Adding OAuth2 to Jupyter Notebooks on Kubernetes

February 1, 2024
Share this post
https://www.truefoundry.com/blog/adding-oauth2-to-notebooks-on-kubernetes
URL
Adding OAuth2 to Jupyter Notebooks on Kubernetes

TrueFoundry users can deploy Jupyter Notebooks on their personal cloud accounts, such as AWS, Azure, or GCP. This feature allows them to conduct machine learning experiments and training jobs on their own machines with ease. Initially, notebooks deployed through TrueFoundry were secured using a username-password combination. However, in response to widespread client requests, we have integrated Single Sign-On. This means users can now conveniently access their notebooks with the same login they use for TrueFoundry. This blog post delves into the specifics of how we implemented this feature.

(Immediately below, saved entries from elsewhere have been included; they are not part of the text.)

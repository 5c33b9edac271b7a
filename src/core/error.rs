//! Error type system for the member chat backend
//!
//! This module provides the error taxonomy shared by every layer:
//! - Validation / authentication / authorization failures with their
//!   HTTP status code mapping
//! - Structured JSON error responses with trace IDs
//! - Field-level validation details for form-style errors

use axum::{
    http::StatusCode,
    response::{IntoResponse, Response},
    Json,
};
use serde::{Deserialize, Serialize};
use uuid::Uuid;

/// Main error type for the member chat backend
#[derive(Debug, thiserror::Error)]
pub enum ChatError {
    // System-level errors
    #[error("System initialization failed: {0}")]
    InitializationError(String),

    #[error("Configuration error: {0}")]
    ConfigError(String),

    #[error("Database error: {0}")]
    DatabaseError(#[from] rusqlite::Error),

    // Client-input errors
    #[error("Invalid request: {0}")]
    InvalidRequest(String),

    #[error("{message}")]
    ValidationError {
        /// Field the validation failed on, when there is a single culprit
        field: Option<&'static str>,
        message: String,
    },

    // Authentication / authorization errors
    #[error("{0}")]
    AuthenticationError(String),

    #[error("Permission denied: {0}")]
    PermissionDenied(String),

    #[error("Resource not found: {0}")]
    NotFound(String),

    // I/O errors
    #[error("IO error: {0}")]
    IoError(#[from] std::io::Error),

    // Blocking task errors
    #[error("Task error: {0}")]
    TaskError(String),
}

impl ChatError {
    /// Create a validation error without a field association
    pub fn validation(message: impl Into<String>) -> Self {
        ChatError::ValidationError {
            field: None,
            message: message.into(),
        }
    }

    /// Create a validation error tied to a single request field
    pub fn field_validation(field: &'static str, message: impl Into<String>) -> Self {
        ChatError::ValidationError {
            field: Some(field),
            message: message.into(),
        }
    }

    /// Get the HTTP status code for this error
    pub fn status_code(&self) -> StatusCode {
        match self {
            // 400 Bad Request
            ChatError::InvalidRequest(_) | ChatError::ValidationError { .. } => {
                StatusCode::BAD_REQUEST
            }

            // 401 Unauthorized
            ChatError::AuthenticationError(_) => StatusCode::UNAUTHORIZED,

            // 403 Forbidden
            ChatError::PermissionDenied(_) => StatusCode::FORBIDDEN,

            // 404 Not Found
            ChatError::NotFound(_) => StatusCode::NOT_FOUND,

            // 500 Internal Server Error
            ChatError::InitializationError(_)
            | ChatError::ConfigError(_)
            | ChatError::DatabaseError(_)
            | ChatError::IoError(_)
            | ChatError::TaskError(_) => StatusCode::INTERNAL_SERVER_ERROR,
        }
    }

    /// Get the error type name for API responses
    pub fn error_type(&self) -> &'static str {
        match self {
            ChatError::InitializationError(_) => "InitializationError",
            ChatError::ConfigError(_) => "ConfigError",
            ChatError::DatabaseError(_) => "DatabaseError",
            ChatError::InvalidRequest(_) => "InvalidRequest",
            ChatError::ValidationError { .. } => "ValidationError",
            ChatError::AuthenticationError(_) => "AuthenticationError",
            ChatError::PermissionDenied(_) => "PermissionDenied",
            ChatError::NotFound(_) => "NotFound",
            ChatError::IoError(_) => "IoError",
            ChatError::TaskError(_) => "TaskError",
        }
    }
}

/// Error response structure for API endpoints
#[derive(Debug, Serialize, Deserialize)]
pub struct ErrorResponse {
    /// Error type identifier
    pub error: String,
    /// Human-readable error message
    pub message: String,
    /// Optional field-level details, e.g. {"username": ["..."]}
    #[serde(default, skip_serializing_if = "Option::is_none")]
    pub details: Option<serde_json::Value>,
    /// Unique trace ID for this error
    pub trace_id: String,
}

impl ErrorResponse {
    /// Create a new error response with a generated trace ID
    pub fn new(error: String, message: String) -> Self {
        Self {
            error,
            message,
            details: None,
            trace_id: Uuid::new_v4().to_string(),
        }
    }

    /// Create an error response from a ChatError
    ///
    /// Field-bound validation errors carry a details object mapping the
    /// offending field to its message list.
    pub fn from_error(error: &ChatError) -> Self {
        let mut response = Self::new(error.error_type().to_string(), error.to_string());
        if let ChatError::ValidationError {
            field: Some(field),
            message,
        } = error
        {
            response.details = Some(serde_json::json!({ *field: [message] }));
        }
        response
    }
}

/// Implement IntoResponse for ChatError to enable automatic error handling in Axum
impl IntoResponse for ChatError {
    fn into_response(self) -> Response {
        let status_code = self.status_code();
        let error_response = ErrorResponse::from_error(&self);

        tracing::error!(
            error_type = self.error_type(),
            trace_id = %error_response.trace_id,
            status_code = %status_code,
            "Request failed: {}",
            self
        );

        (status_code, Json(error_response)).into_response()
    }
}

/// Result type alias for operations that can fail with ChatError
pub type Result<T> = std::result::Result<T, ChatError>;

Launching a Jupyter Notebook on TrueFoundry

Notebooks on TrueFoundry

TrueFoundry internally uses a fork of Kubeflow Notebook Controller to orchestrate the deployment of notebooks. The controller provides various features that we leverage, like:

  1. Simplified notebook spec: The Kubeflow Notebook APIs are simple and the controller orchestrates the creation of the Jupyter Notebook deployments.
  2. Automatic Culling: The controller automatically shuts down the notebook after a certain period of inactivity. This is incredibly useful to our clients who run experiments on notebooks backed by GPU machines.
  3. Persistent Home Directory: The controller takes care of creating a persistent volume that saves user progress on the notebook across sessions.
  4. Extensible base images: The controller supports a suite of base notebook images of Jupyter Notebook and VS Code maintained by TrueFoundry. The user can extend the features on these Docker images by adding a startup script or installing specific libraries.

For context, here’s what a simple Kubeflow Notebook object looks like:

apiVersion: kubeflow.org/v1
kind: Notebook
metadata:
 name: my-notebook
spec:
 template:
   spec:
     containers:
       - name: my-notebook
         image: kubeflownotebookswg/jupyter:master
         args:
           [
             "start.sh",
             "lab",
             "--LabApp.token=''",
             "--LabApp.allow_remote_access='True'",
             "--LabApp.allow_root='True'",
             "--LabApp.ip='*'",
             "--LabApp.base_url=/test/my-notebook/",
             "--port=8888",
             "--no-browser",
           ]

Basic Auth for Notebooks

Before implementing OAuth2, TrueFoundry provided users with the option to enhance the security of their public notebooks by integrating basic authentication. This added layer of security was crucial to ensure that only authorized individuals could access the sensitive content of these notebooks. To implement this feature, TrueFoundry utilized the capabilities of WebAssembly (Wasm) plugins within the Istio proxy, specifically the Envoy proxy.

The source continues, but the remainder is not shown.